■ **Required work**: Throughout the entries below, report every line where "Copy" is found.

[Saved data entries]
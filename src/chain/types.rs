//! Contract and chain snapshot types

use chrono::{DateTime, NaiveDate, Utc};
use rust_decimal::Decimal;
use rust_decimal_macros::dec;
use serde::{Deserialize, Serialize};
use thiserror::Error;

/// Option right
#[derive(Debug, Clone, Copy, PartialEq, Eq, Hash, PartialOrd, Ord, Serialize, Deserialize)]
#[serde(rename_all = "lowercase")]
pub enum OptionType {
    Call,
    Put,
}

impl std::fmt::Display for OptionType {
    fn fmt(&self, f: &mut std::fmt::Formatter<'_>) -> std::fmt::Result {
        match self {
            OptionType::Call => write!(f, "call"),
            OptionType::Put => write!(f, "put"),
        }
    }
}

/// Greeks as reported by the upstream snapshot
#[derive(Debug, Clone, Default, PartialEq, Serialize, Deserialize)]
pub struct Greeks {
    pub delta: Option<Decimal>,
    pub gamma: Option<Decimal>,
    pub theta: Option<Decimal>,
    pub vega: Option<Decimal>,
}

/// One option instrument at one point in time
#[derive(Debug, Clone, PartialEq, Serialize, Deserialize)]
pub struct Contract {
    /// Contract symbol (e.g. OCC "AAPL261120C00200000")
    pub symbol: String,
    /// Underlying ticker
    pub ticker: String,
    /// Strike price
    pub strike: Decimal,
    /// Expiration date
    pub expiry: NaiveDate,
    /// Call or put
    pub option_type: OptionType,
    /// Last traded price
    pub last_price: Decimal,
    /// Best bid
    pub bid: Decimal,
    /// Best ask
    pub ask: Decimal,
    /// Contracts traded in the session
    pub volume: u64,
    /// Outstanding contracts
    pub open_interest: u64,
    /// Implied volatility, if the provider supplied one
    #[serde(default)]
    pub implied_volatility: Option<Decimal>,
    #[serde(default)]
    pub greeks: Option<Greeks>,
    /// When the snapshot was taken
    pub snapshot_time: DateTime<Utc>,
}

/// Reasons a contract snapshot is unusable
#[derive(Debug, Clone, PartialEq, Eq, Error)]
pub enum ContractError {
    #[error("Empty contract symbol")]
    EmptySymbol,
    #[error("Non-positive strike: {0}")]
    InvalidStrike(Decimal),
    #[error("Negative price field: {0}")]
    NegativePrice(Decimal),
    #[error("Inverted quote: bid {bid} > ask {ask}")]
    InvertedQuote { bid: Decimal, ask: Decimal },
}

impl Contract {
    /// Reject malformed snapshots before they reach detection
    pub fn validate(&self) -> Result<(), ContractError> {
        if self.symbol.trim().is_empty() {
            return Err(ContractError::EmptySymbol);
        }
        if self.strike <= Decimal::ZERO {
            return Err(ContractError::InvalidStrike(self.strike));
        }
        for price in [self.bid, self.ask, self.last_price] {
            if price < Decimal::ZERO {
                return Err(ContractError::NegativePrice(price));
            }
        }
        if self.bid > self.ask {
            return Err(ContractError::InvertedQuote {
                bid: self.bid,
                ask: self.ask,
            });
        }
        Ok(())
    }

    /// Calendar days from the snapshot date to expiry (negative once expired)
    pub fn days_to_expiry(&self) -> i64 {
        (self.expiry - self.snapshot_time.date_naive()).num_days()
    }

    /// Midpoint of the quoted market
    pub fn mid(&self) -> Decimal {
        (self.bid + self.ask) / dec!(2)
    }

    /// Bid-ask width relative to mid, `None` when there is no mid
    pub fn spread_pct(&self) -> Option<Decimal> {
        let mid = self.mid();
        if mid <= Decimal::ZERO {
            return None;
        }
        Some((self.ask - self.bid) / mid)
    }

    /// Estimated dollars spent: price x volume x 100 shares per contract
    pub fn premium(&self) -> Decimal {
        self.last_price * Decimal::from(self.volume) * dec!(100)
    }

    /// |strike - underlying| / underlying
    pub fn strike_distance_pct(&self, underlying_price: Decimal) -> Option<Decimal> {
        if underlying_price <= Decimal::ZERO {
            return None;
        }
        Some((self.strike - underlying_price).abs() / underlying_price)
    }

    /// How far out of the money, as a fraction of the underlying (zero when ITM)
    pub fn otm_pct(&self, underlying_price: Decimal) -> Decimal {
        if underlying_price <= Decimal::ZERO {
            return Decimal::ZERO;
        }
        let distance = match self.option_type {
            OptionType::Call => self.strike - underlying_price,
            OptionType::Put => underlying_price - self.strike,
        };
        (distance / underlying_price).max(Decimal::ZERO)
    }
}

/// A full options chain for one underlying at one poll
#[derive(Debug, Clone, Serialize, Deserialize)]
pub struct Chain {
    pub ticker: String,
    pub underlying_price: Decimal,
    pub snapshot_time: DateTime<Utc>,
    pub contracts: Vec<Contract>,
}

impl Chain {
    /// Total traded volume per side as (calls, puts)
    pub fn volume_by_side(&self) -> (u64, u64) {
        self.contracts
            .iter()
            .filter(|c| c.validate().is_ok())
            .fold((0, 0), |(calls, puts), c| match c.option_type {
                OptionType::Call => (calls + c.volume, puts),
                OptionType::Put => (calls, puts + c.volume),
            })
    }

    pub fn is_empty(&self) -> bool {
        self.contracts.is_empty()
    }
}
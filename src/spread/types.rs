//! Spread annotation types

use crate::decimal::clamp;
use rust_decimal::Decimal;
use rust_decimal_macros::dec;
use serde::{Deserialize, Serialize};

/// Upper bound on any spread confidence; leg data is delayed and partial
pub const MAX_SPREAD_CONFIDENCE: Decimal = dec!(0.90);

/// Multi-leg structure a contract appears to belong to
#[derive(Debug, Clone, Copy, PartialEq, Eq, Serialize, Deserialize)]
#[serde(rename_all = "camelCase")]
pub enum SpreadType {
    VerticalCall,
    VerticalPut,
    Calendar,
    /// Exploratory tier, not authoritative
    PossibleSpread,
    None,
}

impl std::fmt::Display for SpreadType {
    fn fmt(&self, f: &mut std::fmt::Formatter<'_>) -> std::fmt::Result {
        let label = match self {
            SpreadType::VerticalCall => "vertical_call",
            SpreadType::VerticalPut => "vertical_put",
            SpreadType::Calendar => "calendar",
            SpreadType::PossibleSpread => "possible_spread",
            SpreadType::None => "none",
        };
        f.write_str(label)
    }
}

/// Evidence that two legs were traded together
#[derive(Debug, Clone, Copy, PartialEq, Eq, Hash, Serialize, Deserialize)]
#[serde(rename_all = "snake_case")]
pub enum SpreadIndicator {
    VolumeRatio,
    OpenInterestRatio,
    StrikeDistance,
    TimeProximity,
    ImpliedVolatility,
}

impl std::fmt::Display for SpreadIndicator {
    fn fmt(&self, f: &mut std::fmt::Formatter<'_>) -> std::fmt::Result {
        let label = match self {
            SpreadIndicator::VolumeRatio => "volume ratio",
            SpreadIndicator::OpenInterestRatio => "OI ratio",
            SpreadIndicator::StrikeDistance => "strike distance",
            SpreadIndicator::TimeProximity => "time proximity",
            SpreadIndicator::ImpliedVolatility => "IV similarity",
        };
        f.write_str(label)
    }
}

/// Spread annotation attached to a detection
#[derive(Debug, Clone, PartialEq, Serialize, Deserialize)]
pub struct SpreadAnalysis {
    pub is_likely_spread: bool,
    /// In [0, 0.90]
    pub confidence: Decimal,
    pub spread_type: SpreadType,
    pub matched_contract_symbols: Vec<String>,
    pub strike_width: Option<Decimal>,
    pub estimated_net_premium: Option<Decimal>,
    pub reasoning: String,
    pub indicators: Vec<SpreadIndicator>,
}

impl SpreadAnalysis {
    /// No multi-leg match
    pub fn none() -> Self {
        Self {
            is_likely_spread: false,
            confidence: Decimal::ZERO,
            spread_type: SpreadType::None,
            matched_contract_symbols: vec![],
            strike_width: None,
            estimated_net_premium: None,
            reasoning: "no multi-leg match".to_string(),
            indicators: vec![],
        }
    }

    /// Clamp confidence into the allowed range
    pub fn bounded_confidence(confidence: Decimal) -> Decimal {
        clamp(confidence, Decimal::ZERO, MAX_SPREAD_CONFIDENCE)
    }

    pub fn is_match(&self) -> bool {
        self.spread_type != SpreadType::None
    }
}

impl Default for SpreadAnalysis {
    fn default() -> Self {
        Self::none()
    }
}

■ **Completed exercise**:
#[derive(Debug, Clone, Copy, PartialEq, Eq, Hash, PartialOrd, Ord, Serialize, Deserialize)]
#[derive(Debug, Clone, Copy, PartialEq, Eq, Serialize, Deserialize)]
#[derive(Debug, Clone, Copy, PartialEq, Eq, Hash, Serialize, Deserialize)]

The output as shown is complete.